The goal of a cybersecurity team is to share perspectives and make decisions on what is best for company cybersecurity whilst also adhering to the key objectives and mission of the business. The team should meet on a basis that is deemed appropriate for the organization. Organizations with less than five employees and only a few systems may only need to meet on a bi-monthly basis, while organizations with ten or more employees and systems might want to meet monthly or even bi-weekly.

When building your organization’s cybersecurity team, ensure that you appoint individuals covering all areas of the organization where technology is present. You may want to include managerial personnel from each business department, as they will be well versed in the nuances of cybersecurity as it applies to their specific areas of operation. However, you shouldn’t limit the team to managers and administrators only. It could be very helpful to appoint one or two lower-level employees, as they are often the ones interacting with your organization’s digital technology on a daily basis.

You will also need to designate a single person as the “lead” of the cybersecurity team. In the context of a small business, this is likely to be you, the owner. However, it doesn’t have to be. If there is an individual in your organization that has advanced information technology knowledge and good communication skills, you could designate them as the lead if comfortable. The team lead is responsible for using data and insights regarding the organization’s cybersecurity to drive meeting discussions and keep them on track. Another individual on the team should serve as a scribe, keeping minutes for each meeting and summarizing them to team members for upcoming meetings.

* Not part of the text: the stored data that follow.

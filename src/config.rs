//! Configuration management

use anyhow::{Context, Result};

fn env_parse<T: std::str::FromStr>(key: &str, default: T) -> T {
    std::env::var(key)
        .ok()
        .and_then(|v| v.parse().ok())
        .unwrap_or(default)
}

/// Application configuration
#[derive(Debug, Clone)]
pub struct Config {
    /// PostgreSQL connection string
    pub database_url: String,

    /// Depot coordinates (origin and terminus of every tour)
    pub depot_lat: f64,
    pub depot_lng: f64,

    /// Valhalla routing engine URL (optional, falls back to mock if unavailable)
    pub valhalla_url: Option<String>,

    /// Demand predictor URL (optional, falls back to mock if unavailable)
    pub predictor_url: Option<String>,

    /// Matrix cache capacity in entries
    pub matrix_cache_capacity: usize,
    /// Matrix cache entry TTL in seconds
    pub matrix_cache_ttl_secs: u64,
    /// Average speed used for haversine approximation, km/h
    pub approx_speed_kmh: f64,
    /// Whether the solver may fall back to approximate matrices
    pub allow_approximation: bool,

    /// Default solver budget in milliseconds
    pub solver_budget_ms: u64,
    /// Hard ceiling on the solver budget in milliseconds
    pub solver_budget_ceiling_ms: u64,

    /// Worker pool size for background jobs
    pub job_workers: usize,
    /// Max concurrent OptimizeDay jobs
    pub max_optimize_jobs: usize,
    /// Seconds a running job may go without progress before it is orphaned
    pub job_stale_secs: u64,
    /// Cooperative cancel deadline in seconds
    pub cancel_deadline_secs: u64,

    /// Hard cap on live bus connections
    pub bus_max_connections: usize,
    /// Outbound events queued per connection before it is dropped
    pub bus_queue_capacity: usize,
    /// Replay retention per room: events
    pub bus_replay_events: usize,
    /// Replay retention per room: seconds
    pub bus_replay_secs: u64,
    /// Heartbeat interval in seconds
    pub bus_heartbeat_secs: u64,
    /// How long room membership survives a disconnect, seconds
    pub bus_disconnect_grace_secs: u64,
    /// Position samples retained per driver
    pub presence_samples: usize,

    /// Per-call timeouts, seconds
    pub matrix_timeout_secs: u64,
    pub directions_timeout_secs: u64,
    pub predictor_timeout_secs: u64,
}

impl Config {
    /// Load configuration from environment variables
    pub fn from_env() -> Result<Self> {
        // Load .env file if present
        dotenvy::dotenv().ok();

        let database_url = std::env::var("DATABASE_URL")
            .context("DATABASE_URL must be set")?;

        Ok(Self {
            database_url,
            depot_lat: env_parse("DEPOT_LAT", 25.048),
            depot_lng: env_parse("DEPOT_LNG", 121.532),
            valhalla_url: std::env::var("VALHALLA_URL").ok(),
            predictor_url: std::env::var("PREDICTOR_URL").ok(),
            matrix_cache_capacity: env_parse("MATRIX_CACHE_CAPACITY", 200_000),
            matrix_cache_ttl_secs: env_parse("MATRIX_CACHE_TTL_SECS", 24 * 3600),
            approx_speed_kmh: env_parse("APPROX_SPEED_KMH", 30.0),
            allow_approximation: env_parse("ALLOW_APPROXIMATION", true),
            solver_budget_ms: env_parse("SOLVER_BUDGET_MS", 30_000),
            solver_budget_ceiling_ms: env_parse("SOLVER_BUDGET_CEILING_MS", 120_000),
            job_workers: env_parse("JOB_WORKERS", 4),
            max_optimize_jobs: env_parse("MAX_OPTIMIZE_JOBS", 4),
            job_stale_secs: env_parse("JOB_STALE_SECS", 15 * 60),
            cancel_deadline_secs: env_parse("CANCEL_DEADLINE_SECS", 30),
            bus_max_connections: env_parse("BUS_MAX_CONNECTIONS", 10_000),
            bus_queue_capacity: env_parse("BUS_QUEUE_CAPACITY", 256),
            bus_replay_events: env_parse("BUS_REPLAY_EVENTS", 1000),
            bus_replay_secs: env_parse("BUS_REPLAY_SECS", 15 * 60),
            bus_heartbeat_secs: env_parse("BUS_HEARTBEAT_SECS", 20),
            bus_disconnect_grace_secs: env_parse("BUS_DISCONNECT_GRACE_SECS", 60),
            presence_samples: env_parse("PRESENCE_SAMPLES", 32),
            matrix_timeout_secs: env_parse("MATRIX_TIMEOUT_SECS", 10),
            directions_timeout_secs: env_parse("DIRECTIONS_TIMEOUT_SECS", 15),
            predictor_timeout_secs: env_parse("PREDICTOR_TIMEOUT_SECS", 20),
        })
    }
}

impl Default for Config {
    /// Defaults for tests and local development (no database).
    fn default() -> Self {
        Self {
            database_url: String::new(),
            depot_lat: 25.048,
            depot_lng: 121.532,
            valhalla_url: None,
            predictor_url: None,
            matrix_cache_capacity: 200_000,
            matrix_cache_ttl_secs: 24 * 3600,
            approx_speed_kmh: 30.0,
            allow_approximation: true,
            solver_budget_ms: 30_000,
            solver_budget_ceiling_ms: 120_000,
            job_workers: 4,
            max_optimize_jobs: 4,
            job_stale_secs: 15 * 60,
            cancel_deadline_secs: 30,
            bus_max_connections: 10_000,
            bus_queue_capacity: 256,
            bus_replay_events: 1000,
            bus_replay_secs: 15 * 60,
            bus_heartbeat_secs: 20,
            bus_disconnect_grace_secs: 60,
            presence_samples: 32,
            matrix_timeout_secs: 10,
            directions_timeout_secs: 15,
            predictor_timeout_secs: 20,
        }
    }
}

Depending on the size of your organization, your team may consist of anywhere from three members to six members. It is important to ensure your team is not limited to internal employees. To keep the team aligned with business and industry standards and objectives, try to appoint any appropriate external contractors and consultants to the team. Many small businesses opt to outsource their Information Technology Management to a third party. A good cybersecurity team needs to have Subject Matter Experts (SMEs) present for it to function properly, so it would be appropriate to include third-party IT consultants if your business utilizes them. An accountant and/or financial advisor might also be appropriate to appoint, as they can give advice and recommendations on what is feasible regarding desired technology.

Once your team has been assembled, ensure that the set meeting schedule is followed and documentation is kept and properly stored. In the event of a major cybersecurity incident or crisis within your organization, it may be appropriate to call emergency meetings. Anything regarding company cybersecurity policies, operations, incidents, opinions, desires, and disagreements should be reviewed by the cybersecurity team. The team should also collaborate on drafting the company cybersecurity policies covered in this framework.

Example: A small Main Street café could assemble a cybersecurity team consisting of the business owner, the baristas running the Point-of-Sale systems, the outsourced accountant, and the outsourced IT technician. The baristas may have some concerns relating to the lack of physical security for the Point-of-Sale systems. The accountant might be concerned about the way documents containing sensitive information are transported from the café to the accounting firm. The IT technician could give insight into possible technical controls to remedy these issues. The business owner will be able to make executive decisions on the highlighted issues and review the financial feasibility of proposed controls.